___ TASK INPUTS

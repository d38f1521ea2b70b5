//! UCT descent from the root to the states worth expanding or re-evaluating.
//!
//! Two strategies share one step function:
//!
//! - **Sequential**: `budget` independent descents, each finishing before the
//!   next begins, so later descents see the visit counts of earlier ones.
//! - **Parallel**: every in-flight descent advances one horizon at a time.
//!   Descents arriving at the same state are joined into one frontier entry
//!   carrying their combined budget, and each entry spends that budget one
//!   unit at a time on that state's actions before the horizon barrier.
//!
//! A descent stops at the first state that is not complete but either has no
//! expanded action or sits deeper than its shortest-path horizon.

use std::collections::{BTreeMap, BTreeSet};

use rand::{SeedableRng, rngs::StdRng};
use rayon::prelude::*;
use tracing::trace;

use crate::{
    Result,
    app::{SelectionConfig, SelectionMode},
    error::{Error, key_string},
    graph::{DepthMap, PlanGraph},
    identifiers::GraphKey,
    utils::{argmax_random_tie, mix_seed, weighted_sample},
};

/// Tuning of the upper-confidence score.
#[derive(Debug, Clone, Copy, PartialEq)]
pub struct SelectionParams {
    pub utility_weight: f64,
    pub exploration_offset: f64,
}

impl Default for SelectionParams {
    fn default() -> Self {
        Self::from(&SelectionConfig::default())
    }
}

impl From<&SelectionConfig> for SelectionParams {
    fn from(config: &SelectionConfig) -> Self {
        Self {
            utility_weight: config.utility_weight,
            exploration_offset: config.exploration_offset,
        }
    }
}

/// States reached by the descents of one iteration.
#[derive(Debug, Clone, PartialEq, Eq)]
pub struct SelectionOutcome<S> {
    /// Final state of every descent, deduplicated and sorted.
    pub selected: Vec<S>,
    /// The subset of `selected` without expanded actions.
    pub unexpanded: Vec<S>,
}

impl<S> SelectionOutcome<S> {
    fn empty() -> Self {
        Self {
            selected: Vec::new(),
            unexpanded: Vec::new(),
        }
    }

    pub fn is_empty(&self) -> bool {
        self.selected.is_empty()
    }
}

/// Upper-confidence score of one action.
///
/// `avg * w + (|state avg| + offset) * sqrt(ln(state visits) / action visits)`.
/// An action that was never visited scores `+inf`.
///
/// # Examples
///
/// ```
/// use plangraph::planner::{SelectionParams, uct_score};
///
/// let params = SelectionParams::default();
/// // First visit of the state: ln(1) = 0, so only the value term remains.
/// assert_eq!(uct_score(10.0, 1, 4.0, 1, &params), 5.0);
/// assert!(uct_score(0.0, 0, 0.0, 3, &params).is_infinite());
/// ```
pub fn uct_score(
    action_average: f64,
    action_visits: u32,
    state_average: f64,
    state_visits: u32,
    params: &SelectionParams,
) -> f64 {
    if action_visits == 0 {
        return f64::INFINITY;
    }
    let exploration_factor = state_average.abs() + params.exploration_offset;
    let visits = f64::from(state_visits.max(1));
    action_average * params.utility_weight
        + exploration_factor * (visits.ln() / f64::from(action_visits)).sqrt()
}

/// Run selection from `depths.root()` with the given strategy.
///
/// `depths` must be the expanded-only depth map of the current graph. `seed`
/// should differ between iterations; every descent or frontier entry derives
/// its own generator from it.
///
/// # Errors
///
/// Returns [`Error::NoSelectableAction`] or [`Error::AllSuccessorsComplete`]
/// when completeness flags disagree, and [`Error::MissingState`] or
/// [`Error::MissingAction`] for dangling edges.
pub fn select<S: GraphKey, A: GraphKey>(
    graph: &PlanGraph<S, A>,
    depths: &DepthMap<S>,
    mode: SelectionMode,
    budget: u32,
    params: &SelectionParams,
    seed: u64,
) -> Result<SelectionOutcome<S>> {
    match mode {
        SelectionMode::Sequential => select_sequential(graph, depths, budget, params, seed),
        SelectionMode::Parallel => select_parallel(graph, depths, budget, params, seed),
    }
}

/// `budget` complete descents, one after another.
pub fn select_sequential<S: GraphKey, A: GraphKey>(
    graph: &PlanGraph<S, A>,
    depths: &DepthMap<S>,
    budget: u32,
    params: &SelectionParams,
    seed: u64,
) -> Result<SelectionOutcome<S>> {
    let mut leaves = Leaves::default();

    for descent in 0..budget {
        let mut rng = StdRng::seed_from_u64(mix_seed(seed, u64::from(descent), 0));
        let mut state = depths.root();
        let mut depth = 0;

        loop {
            match step(graph, depths, state, 1, depth, params, &mut rng)? {
                Step::Stopped(leaf) => {
                    leaves.record(leaf);
                    break;
                }
                Step::Advanced(next) => {
                    // A single unit of budget produces exactly one successor.
                    let Some(&(successor, _)) = next.first() else {
                        break;
                    };
                    state = successor;
                    depth += 1;
                }
            }
        }
    }

    Ok(leaves.into_outcome())
}

/// Horizon-synchronized descents sharing budget at joins.
pub fn select_parallel<S: GraphKey, A: GraphKey>(
    graph: &PlanGraph<S, A>,
    depths: &DepthMap<S>,
    budget: u32,
    params: &SelectionParams,
    seed: u64,
) -> Result<SelectionOutcome<S>> {
    if budget == 0 {
        return Ok(SelectionOutcome::empty());
    }

    let mut leaves = Leaves::default();
    let mut frontier = vec![(depths.root(), budget)];
    let mut depth = 0usize;

    while !frontier.is_empty() {
        trace!(depth, entries = frontier.len(), "selection horizon");

        // Frontier keys are unique, so every worker mutates a disjoint state.
        let steps = frontier
            .par_iter()
            .enumerate()
            .map(|(index, &(state, units))| {
                let mut rng = StdRng::seed_from_u64(mix_seed(seed, depth as u64, index as u64));
                step(graph, depths, state, units, depth, params, &mut rng)
            })
            .collect::<Result<Vec<_>>>()?;

        let mut next: BTreeMap<S, u32> = BTreeMap::new();
        for outcome in steps {
            match outcome {
                Step::Stopped(leaf) => leaves.record(leaf),
                Step::Advanced(children) => {
                    for (child, units) in children {
                        *next.entry(child).or_default() += units;
                    }
                }
            }
        }

        frontier = next.into_iter().collect();
        depth += 1;
    }

    Ok(leaves.into_outcome())
}

enum Leaf<S> {
    /// The root was already complete; nothing to select.
    Complete,
    Selected { state: S, expanded: bool },
}

enum Step<S> {
    Stopped(Leaf<S>),
    Advanced(Vec<(S, u32)>),
}

struct Leaves<S: Ord> {
    selected: BTreeSet<S>,
    unexpanded: BTreeSet<S>,
}

impl<S: Ord> Default for Leaves<S> {
    fn default() -> Self {
        Self {
            selected: BTreeSet::new(),
            unexpanded: BTreeSet::new(),
        }
    }
}

impl<S: GraphKey> Leaves<S> {
    fn record(&mut self, leaf: Leaf<S>) {
        if let Leaf::Selected { state, expanded } = leaf {
            self.selected.insert(state);
            if !expanded {
                self.unexpanded.insert(state);
            }
        }
    }

    fn into_outcome(self) -> SelectionOutcome<S> {
        SelectionOutcome {
            selected: self.selected.into_iter().collect(),
            unexpanded: self.unexpanded.into_iter().collect(),
        }
    }
}

/// Spend `units` descents at `state`, or stop there.
fn step<S: GraphKey, A: GraphKey>(
    graph: &PlanGraph<S, A>,
    depths: &DepthMap<S>,
    state: S,
    units: u32,
    depth: usize,
    params: &SelectionParams,
    rng: &mut StdRng,
) -> Result<Step<S>> {
    let info = graph.state_info(&state).ok_or_else(|| Error::MissingState {
        state: key_string(&state),
    })?;
    if info.complete {
        return Ok(Step::Stopped(Leaf::Complete));
    }

    let expanded = graph.has_actions(&state);
    let within_horizon = depths.depth(&state).is_some_and(|horizon| depth <= horizon);
    if !expanded || !within_horizon {
        return Ok(Step::Stopped(Leaf::Selected { state, expanded }));
    }

    let mut children: BTreeMap<S, u32> = BTreeMap::new();
    for _ in 0..units {
        let info = graph.update_state(&state, |info| {
            info.visit_count = info.visit_count.saturating_add(1);
        })?;
        let action = choose_action(
            graph,
            state,
            info.policy_value.average,
            info.visit_count,
            params,
            rng,
        )?;
        graph.update_action(&state, &action, |info| {
            info.visit_count = info.visit_count.saturating_add(1);
        })?;
        let successor = sample_successor(graph, state, action, rng)?;
        *children.entry(successor).or_default() += 1;
    }

    Ok(Step::Advanced(children.into_iter().collect()))
}

fn choose_action<S: GraphKey, A: GraphKey>(
    graph: &PlanGraph<S, A>,
    state: S,
    state_average: f64,
    state_visits: u32,
    params: &SelectionParams,
    rng: &mut StdRng,
) -> Result<A> {
    let mut candidates = Vec::new();
    let mut scores = Vec::new();

    for action in graph.actions(&state) {
        let info = graph
            .action_info(&state, &action)
            .ok_or_else(|| Error::MissingAction {
                state: key_string(&state),
                action: key_string(&action),
            })?;
        if info.complete {
            continue;
        }
        candidates.push(action);
        scores.push(uct_score(
            info.action_value.average,
            info.visit_count,
            state_average,
            state_visits,
            params,
        ));
    }

    argmax_random_tie(rng, &scores)
        .map(|index| candidates[index])
        .ok_or_else(|| Error::NoSelectableAction {
            state: key_string(&state),
        })
}

fn sample_successor<S: GraphKey, A: GraphKey>(
    graph: &PlanGraph<S, A>,
    state: S,
    action: A,
    rng: &mut StdRng,
) -> Result<S> {
    let mut open = Vec::new();
    for (result, transition) in graph.transitions(&state, &action) {
        let info = graph.state_info(&result).ok_or_else(|| Error::MissingState {
            state: key_string(&result),
        })?;
        if !info.complete {
            open.push((result, transition.probability));
        }
    }

    weighted_sample(rng, &open).ok_or_else(|| Error::AllSuccessorsComplete {
        state: key_string(&state),
        action: key_string(&action),
    })
}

______

● YOUR INSTRUCTIONS: Copy nothing beyond the line containing "finishing before the". Transcribe exactly from the first line of the entries down to that line, inclusive.

● WRITTEN REPLY:
repository d38f1521ea2b70b5
//! UCT descent from the root to the states worth expanding or re-evaluating.
//!
//! Two strategies share one step function:
//!
//! - **Sequential**: `budget` independent descents, each finishing before the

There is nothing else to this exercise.